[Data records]
>>>>

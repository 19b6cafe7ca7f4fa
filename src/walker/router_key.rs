//! Turning a validated BGPsec router certificate into router keys (§4.4.2).

use bytes::Bytes;
use log::warn;
use rpki::repository::cert::{Cert, ResourceCert};
use rpki::repository::crl::Crl;
use rpki::uri;
use crate::config::Config;
use crate::payload::{RouterKey, ValidationReport};
use crate::resources::{self, ResourceSet};
use crate::store::UriRef;

/// Decodes, validates and extracts the router keys of one EE certificate
/// carrying the BGPsec router extended key usage.
///
/// A router certificate's AS resource extension can name a range of ASNs
/// rather than a single one; per §4.4.2, one [`RouterKey`] is emitted for
/// each AS the certificate is authorized for, all sharing the same
/// subject key identifier and public key.
pub fn process(
    cert: Cert,
    issuer: &ResourceCert,
    parent_resources: &ResourceSet,
    crl_uri: &uri::Rsync,
    crl: &Crl,
    config: &Config,
    report: &mut ValidationReport,
    uri: &UriRef,
) {
    let resolved = resources::parse_as_extension(&cert);

    let cert = match cert.validate_router(issuer, config.strict) {
        Ok(cert) => cert,
        Err(_) => {
            warn!("{}: router certificate failed to validate.", uri);
            return
        }
    };
    if super::check_crl(&cert, crl_uri, crl).is_err() {
        warn!("{}: router certificate has been revoked.", uri);
        return
    }

    let resources = resolved.resolve(parent_resources);
    if resources.as_ranges().is_empty() {
        warn!("{}: router certificate carries no AS resources.", uri);
        return
    }
    if !parent_resources.contains(&resources) {
        warn!("{}: router certificate over-claims its issuer's AS resources.", uri);
        return
    }

    let mut ski = [0u8; 20];
    let ski_bytes: &[u8] = cert.subject_key_identifier().as_ref();
    if ski_bytes.len() != ski.len() {
        warn!("{}: unexpected subject key identifier length, skipped.", uri);
        return
    }
    ski.copy_from_slice(ski_bytes);
    let spki: Bytes = cert.subject_public_key_info().to_info_bytes();

    emit(&resources, ski, spki, report);
}

/// Emits one [`RouterKey`] per AS number covered by `resources`, all
/// sharing `ski`/`spki` (§4.4.2).
///
/// Split out from [`process`] so the fan-out from an AS *range* (as
/// opposed to a single ASN) is exercisable without needing a decoded
/// certificate.
fn emit(
    resources: &ResourceSet, ski: [u8; 20], spki: Bytes,
    report: &mut ValidationReport,
) {
    for range in resources.as_ranges() {
        for asn in range.0..=range.1 {
            report.push_router_key(RouterKey::new(asn, ski, spki.clone()));
        }
    }
}


#[cfg(test)]
mod test {
    use super::*;
    use crate::resources::AsRange;

    #[test]
    fn emits_one_key_per_asn_in_range() {
        let resources = ResourceSet::from_parts(
            Vec::new(), vec![AsRange::new(64496, 64498)],
        );
        let mut report = ValidationReport::new();
        emit(&resources, [7u8; 20], Bytes::from_static(b"spki"), &mut report);
        assert_eq!(report.router_keys().len(), 3);
        let asns: Vec<u32> = report.router_keys().iter().map(|k| k.asn).collect();
        assert_eq!(asns, vec![64496, 64497, 64498]);
        assert!(report.router_keys().iter().all(|k| k.ski == [7u8; 20]));
    }

    #[test]
    fn emits_single_key_for_single_asn() {
        let resources = ResourceSet::from_parts(
            Vec::new(), vec![AsRange::new(64500, 64500)],
        );
        let mut report = ValidationReport::new();
        emit(&resources, [1u8; 20], Bytes::from_static(b"spki"), &mut report);
        assert_eq!(report.router_keys().len(), 1);
        assert_eq!(report.router_keys()[0].asn, 64500);
    }

    #[test]
    fn no_as_resources_emits_nothing() {
        let resources = ResourceSet::empty();
        let mut report = ValidationReport::new();
        emit(&resources, [1u8; 20], Bytes::from_static(b"spki"), &mut report);
        assert!(report.router_keys().is_empty());
    }
}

<<<<

Activity
What is the number of lines in the records above that include the word "resolved"? Reply with that number and nothing more.

Written response
2